» Directions: Look through the entries below, please, and copy every line with the word "FsArtifacts".

[Exercise data — start]

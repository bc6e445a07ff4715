//! Shield/Unshield Orchestrator
//!
//! ```text
//! shield:    Idle ─▶ LoadingCircuit ─▶ GeneratingProof ─▶ Complete
//!                         │                  │
//!                         └──────────────────┴──────────▶ Error
//! unshield:  Idle ─▶ Complete | Error
//! ```
//!
//! A shielded note is persisted only after its deposit proof succeeded.
//! Unshield records the spend locally as `Pending` before the chain has
//! confirmed anything; `confirm_unshield` / `reject_unshield` settle it.

use num_bigint::BigUint;
use serde::Serialize;
use shade_notestore::{KeyValueStore, NoteStore, StoredNote};
use shade_primitives::{FieldElement, Note};
use shade_prover::{
    ArtifactSource, CircuitType, DepositPublicInputs, DepositRequest, Proof, ProofClient,
    ProvingBackend,
};
use tokio::sync::watch;
use tracing::{info, warn};

use crate::WalletError;
use crate::amount::{Balance, DEFAULT_DECIMALS, parse_units};
use crate::identity::WalletIdentity;

/// Progress of the current shield/unshield operation
#[derive(Debug, Clone, PartialEq, Eq, Serialize)]
#[serde(tag = "status", content = "message", rename_all = "snake_case")]
pub enum WalletStatus {
    Idle,
    LoadingCircuit,
    GeneratingProof,
    Complete,
    Error(String),
}

/// Result of a successful shield
#[derive(Debug, Clone)]
pub struct ShieldReceipt {
    pub note: StoredNote,
    pub proof: Proof<DepositPublicInputs>,
    pub balance: Balance,
}

/// Result of a successful unshield
#[derive(Debug, Clone)]
pub struct UnshieldReceipt {
    pub note: StoredNote,
    pub balance: Balance,
}

pub struct Wallet<S, A, B: ProvingBackend, I> {
    store: NoteStore<S>,
    prover: ProofClient<A, B>,
    identity: I,
    decimals: u32,
    status: watch::Sender<WalletStatus>,
}

impl<S, A, B, I> Wallet<S, A, B, I>
where
    S: KeyValueStore,
    A: ArtifactSource,
    B: ProvingBackend,
    I: WalletIdentity,
{
    pub fn new(store: NoteStore<S>, prover: ProofClient<A, B>, identity: I) -> Self {
        let (status, _) = watch::channel(WalletStatus::Idle);
        Self {
            store,
            prover,
            identity,
            decimals: DEFAULT_DECIMALS,
            status,
        }
    }

    pub fn with_decimals(mut self, decimals: u32) -> Self {
        self.decimals = decimals;
        self
    }

    pub fn store(&self) -> &NoteStore<S> {
        &self.store
    }

    pub fn prover(&self) -> &ProofClient<A, B> {
        &self.prover
    }

    pub fn identity(&self) -> &I {
        &self.identity
    }

    pub fn status(&self) -> WalletStatus {
        self.status.borrow().clone()
    }

    /// Watch status transitions
    pub fn subscribe(&self) -> watch::Receiver<WalletStatus> {
        self.status.subscribe()
    }

    /// Return to `Idle`, e.g. after the UI has shown an error
    pub fn reset(&self) {
        self.set_status(WalletStatus::Idle);
    }

    fn set_status(&self, status: WalletStatus) {
        self.status.send_replace(status);
    }

    fn finish<T>(&self, result: Result<T, WalletError>) -> Result<T, WalletError> {
        match &result {
            Ok(_) => self.set_status(WalletStatus::Complete),
            Err(e) => {
                warn!("Wallet operation failed: {}", e);
                self.set_status(WalletStatus::Error(e.to_string()));
            }
        }
        result
    }

    /// Shield `amount` (decimal, in whole units) into a new private note
    pub async fn shield(&self, amount: &str, pin: &str) -> Result<ShieldReceipt, WalletError> {
        let result = self.try_shield(amount, pin).await;
        self.finish(result)
    }

    async fn try_shield(&self, amount: &str, pin: &str) -> Result<ShieldReceipt, WalletError> {
        if amount.trim().is_empty() {
            return Err(WalletError::InputValidation("amount is required".to_string()));
        }
        if pin.is_empty() {
            return Err(WalletError::InputValidation("PIN is required".to_string()));
        }

        let value = parse_units(amount, self.decimals)?;
        let owner = self.identity.owner()?;
        // A wrong PIN must not cost a proof
        self.store.check_pin(pin)?;

        let note = Note::new(owner, value, &mut rand::rngs::OsRng);

        self.set_status(WalletStatus::LoadingCircuit);
        self.prover.preload(CircuitType::Deposit).await?;

        self.set_status(WalletStatus::GeneratingProof);
        let proof = self
            .prover
            .generate_deposit_proof(&DepositRequest { note })
            .await?;

        let stored = self.store.save(&note, pin)?;
        let balance = self.balance(pin)?;

        info!(
            "Shielded {} into note {} (balance {})",
            amount.trim(),
            stored.commitment,
            balance
        );
        Ok(ShieldReceipt {
            note: stored,
            proof,
            balance,
        })
    }

    /// Mark the note with `nullifier` as spent (pending confirmation)
    pub async fn unshield(
        &self,
        nullifier: &FieldElement,
        pin: &str,
    ) -> Result<UnshieldReceipt, WalletError> {
        let result = self.try_unshield(nullifier, pin);
        self.finish(result)
    }

    fn try_unshield(
        &self,
        nullifier: &FieldElement,
        pin: &str,
    ) -> Result<UnshieldReceipt, WalletError> {
        if pin.is_empty() {
            return Err(WalletError::InputValidation("PIN is required".to_string()));
        }

        let note = self
            .store
            .find_by_nullifier(nullifier, pin)?
            .ok_or(WalletError::NotFound(*nullifier))?;
        if note.spent() {
            return Err(WalletError::AlreadySpent(*nullifier));
        }
        if !self.store.mark_spent(nullifier, pin)? {
            return Err(WalletError::AlreadySpent(*nullifier));
        }

        let note = self
            .store
            .find_by_nullifier(nullifier, pin)?
            .ok_or(WalletError::NotFound(*nullifier))?;
        let balance = self.balance(pin)?;

        info!("Unshielded note {} (balance {})", note.commitment, balance);
        Ok(UnshieldReceipt { note, balance })
    }

    /// The unshield landed on-chain
    pub fn confirm_unshield(&self, nullifier: &FieldElement, pin: &str) -> Result<(), WalletError> {
        if self.store.confirm_spend(nullifier, pin)? {
            return Ok(());
        }
        Err(self.not_pending(nullifier, pin))
    }

    /// The unshield was rejected; the note becomes spendable again
    pub fn reject_unshield(&self, nullifier: &FieldElement, pin: &str) -> Result<(), WalletError> {
        if self.store.reject_spend(nullifier, pin)? {
            return Ok(());
        }
        Err(self.not_pending(nullifier, pin))
    }

    fn not_pending(&self, nullifier: &FieldElement, pin: &str) -> WalletError {
        match self.store.find_by_nullifier(nullifier, pin) {
            Ok(Some(note)) => WalletError::InputValidation(format!(
                "note {} has no pending spend ({:?})",
                note.commitment,
                note.spend_state()
            )),
            Ok(None) => WalletError::NotFound(*nullifier),
            Err(e) => e.into(),
        }
    }

    /// Sum of all unspent notes, as an integer so large notes never wrap mod p
    pub fn balance(&self, pin: &str) -> Result<Balance, WalletError> {
        let total: BigUint = self
            .store
            .list_unspent(pin)?
            .iter()
            .map(|n| n.value.to_biguint())
            .sum();
        Ok(Balance::new(total, self.decimals))
    }

    pub fn notes(&self, pin: &str) -> Result<Vec<StoredNote>, WalletError> {
        Ok(self.store.load_all(pin)?)
    }
}
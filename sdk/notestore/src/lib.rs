//! Shade Note Store
//!
//! PIN-gated, encrypted persistence for the wallet's notes.
//!
//! ```text
//! ┌──────────────┐   save / load_all / mark_spent   ┌────────────────┐
//! │  NoteStore   │ ───────────────────────────────▶ │ KeyValueStore  │
//! │  (PIN → key) │                                  │ <ns>.notes     │
//! │              │ ◀─────────────────────────────── │ <ns>.pin       │
//! └──────────────┘        one atomic batch          └────────────────┘
//! ```
//!
//! The `pin` slot holds the Argon2id salt and a verification hash; the
//! `notes` slot holds the ChaCha20-Poly1305 sealed JSON collection.

pub mod crypto;
pub mod record;
pub mod storage;
pub mod store;

use thiserror::Error;

pub use crypto::{Envelope, KdfParams, PinRecord};
pub use record::{SpendState, StoredNote};
#[cfg(feature = "rocksdb")]
pub use storage::RocksDbStorage;
pub use storage::{FileStorage, KeyValueStore, MemoryStorage};
pub use store::{CorruptionPolicy, NoteStore};

#[derive(Error, Debug)]
pub enum StoreError {
    #[error("PIN must not be empty")]
    EmptyPin,

    #[error("PIN does not match the stored verification hash")]
    Auth,

    #[error("stored notes are corrupted: {0}")]
    Corrupted(String),

    #[error("storage backend error: {0}")]
    Backend(String),

    #[error("encryption failed")]
    Encryption,

    #[error("key derivation failed: {0}")]
    KeyDerivation(String),
}
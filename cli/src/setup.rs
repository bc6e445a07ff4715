//! Builds a wallet from configuration
//!
//! The library types are generic; the CLI picks concrete backends at runtime
//! and wraps them in enums that forward to the selected implementation.

use std::path::Path;

use anyhow::{Context, Result, bail};
use shade_config::{ProverMode, ShadeConfig, StoreBackend};
#[cfg(feature = "rocksdb")]
use shade_notestore::RocksDbStorage;
use shade_notestore::{
    CorruptionPolicy, FileStorage, KdfParams, KeyValueStore, MemoryStorage, NoteStore, StoreError,
};
use shade_prover::backend::MockCircuit;
use shade_prover::nargo::NargoCircuit;
use shade_prover::{
    ArtifactSource, CircuitArtifact, CircuitType, FsArtifacts, HttpArtifacts, InputMap,
    MemoryArtifacts, MockBackend, NargoBackend, ProofClient, ProofData, ProverError,
    ProvingBackend,
};
use shade_wallet::{StaticIdentity, Wallet};
use tracing::{info, warn};

pub type ShadeWallet = Wallet<AnyStorage, AnyArtifacts, AnyBackend, StaticIdentity>;

// ============================================================================
// Storage
// ============================================================================

pub enum AnyStorage {
    File(FileStorage),
    Memory(MemoryStorage),
    #[cfg(feature = "rocksdb")]
    RocksDb(RocksDbStorage),
}

impl KeyValueStore for AnyStorage {
    fn get(&self, key: &str) -> Result<Option<Vec<u8>>, StoreError> {
        match self {
            AnyStorage::File(s) => s.get(key),
            AnyStorage::Memory(s) => s.get(key),
            #[cfg(feature = "rocksdb")]
            AnyStorage::RocksDb(s) => s.get(key),
        }
    }

    fn write_batch(&self, entries: &[(&str, &[u8])]) -> Result<(), StoreError> {
        match self {
            AnyStorage::File(s) => s.write_batch(entries),
            AnyStorage::Memory(s) => s.write_batch(entries),
            #[cfg(feature = "rocksdb")]
            AnyStorage::RocksDb(s) => s.write_batch(entries),
        }
    }
}

fn open_storage(backend: StoreBackend, path: &str) -> Result<AnyStorage> {
    match backend {
        StoreBackend::File => Ok(AnyStorage::File(
            FileStorage::open(path).with_context(|| format!("Failed to open {}", path))?,
        )),
        StoreBackend::Memory => {
            warn!("Using in-memory storage; notes are lost on exit");
            Ok(AnyStorage::Memory(MemoryStorage::new()))
        }
        #[cfg(feature = "rocksdb")]
        StoreBackend::Rocksdb => Ok(AnyStorage::RocksDb(
            RocksDbStorage::open(path).with_context(|| format!("Failed to open {}", path))?,
        )),
        #[cfg(not(feature = "rocksdb"))]
        StoreBackend::Rocksdb => {
            bail!("this build has no RocksDB support; rebuild with --features rocksdb")
        }
    }
}

// ============================================================================
// Artifacts
// ============================================================================

pub enum AnyArtifacts {
    Fs(FsArtifacts),
    Http(HttpArtifacts),
    Memory(MemoryArtifacts),
}

impl ArtifactSource for AnyArtifacts {
    async fn fetch(&self, circuit: CircuitType) -> Result<Vec<u8>, ProverError> {
        match self {
            AnyArtifacts::Fs(a) => a.fetch(circuit).await,
            AnyArtifacts::Http(a) => a.fetch(circuit).await,
            AnyArtifacts::Memory(a) => a.fetch(circuit).await,
        }
    }
}

/// Placeholder artifacts for mock proving without any compiled circuits
fn mock_artifacts() -> MemoryArtifacts {
    CircuitType::ALL.into_iter().fold(MemoryArtifacts::new(), |source, circuit| {
        source.with(circuit, format!(r#"{{"bytecode":"mock-{}"}}"#, circuit))
    })
}

// ============================================================================
// Proving backend
// ============================================================================

pub enum AnyBackend {
    Mock(MockBackend),
    Nargo(NargoBackend),
}

pub enum AnyCircuit {
    Mock(MockCircuit),
    Nargo(NargoCircuit),
}

impl ProvingBackend for AnyBackend {
    type Circuit = AnyCircuit;

    async fn prepare(
        &self,
        circuit: CircuitType,
        artifact: CircuitArtifact,
    ) -> Result<AnyCircuit, ProverError> {
        match self {
            AnyBackend::Mock(b) => b.prepare(circuit, artifact).await.map(AnyCircuit::Mock),
            AnyBackend::Nargo(b) => b.prepare(circuit, artifact).await.map(AnyCircuit::Nargo),
        }
    }

    async fn prove(
        &self,
        circuit: &AnyCircuit,
        inputs: &InputMap,
    ) -> Result<ProofData, ProverError> {
        match (self, circuit) {
            (AnyBackend::Mock(b), AnyCircuit::Mock(c)) => b.prove(c, inputs).await,
            (AnyBackend::Nargo(b), AnyCircuit::Nargo(c)) => b.prove(c, inputs).await,
            _ => Err(ProverError::ProofGeneration(
                "circuit was prepared by a different backend".to_string(),
            )),
        }
    }
}

// ============================================================================
// Wallet
// ============================================================================

pub fn build_wallet(config: &ShadeConfig) -> Result<ShadeWallet> {
    let storage = open_storage(config.storage.backend, &config.storage.path)?;
    let policy = if config.storage.strict {
        CorruptionPolicy::Fail
    } else {
        CorruptionPolicy::RecoverEmpty
    };
    let store = NoteStore::new(storage)
        .with_namespace(config.storage.namespace.clone())
        .with_kdf_params(KdfParams {
            memory_kib: config.kdf.memory_kib,
            iterations: config.kdf.iterations,
            parallelism: config.kdf.parallelism,
        })
        .with_corruption_policy(policy);

    let artifacts = match (&config.prover.artifact_url, &config.prover.artifact_dir) {
        (Some(url), _) => AnyArtifacts::Http(HttpArtifacts::new(url.clone())),
        (None, Some(dir)) => AnyArtifacts::Fs(FsArtifacts::new(dir)),
        (None, None) if config.prover.mode == ProverMode::Mock => {
            AnyArtifacts::Memory(mock_artifacts())
        }
        (None, None) => bail!("nargo proving needs prover.artifact_dir or prover.artifact_url"),
    };

    let backend = match config.prover.mode {
        ProverMode::Mock => {
            warn!("Using mock prover; proofs will not verify on-chain");
            AnyBackend::Mock(MockBackend::default())
        }
        ProverMode::Nargo => {
            let dir = Path::new(&config.prover.circuits_dir);
            if !dir.exists() {
                warn!(
                    "Circuits directory {} does not exist - proofs will fail until configured",
                    dir.display()
                );
            }
            AnyBackend::Nargo(NargoBackend::new(dir))
        }
    };

    let address = config
        .wallet
        .address
        .clone()
        .context("no wallet address configured (set wallet.address or SHADE_ADDRESS)")?;

    info!(
        "Wallet {} using {:?} storage at {} and {:?} prover",
        address, config.storage.backend, config.storage.path, config.prover.mode
    );

    Ok(Wallet::new(store, ProofClient::new(artifacts, backend), StaticIdentity::new(address))
        .with_decimals(config.wallet.decimals))
}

[Exercise data — finish]

» Result:
    ArtifactSource, CircuitArtifact, CircuitType, FsArtifacts, HttpArtifacts, InputMap,
    Fs(FsArtifacts),
        (None, Some(dir)) => AnyArtifacts::Fs(FsArtifacts::new(dir)),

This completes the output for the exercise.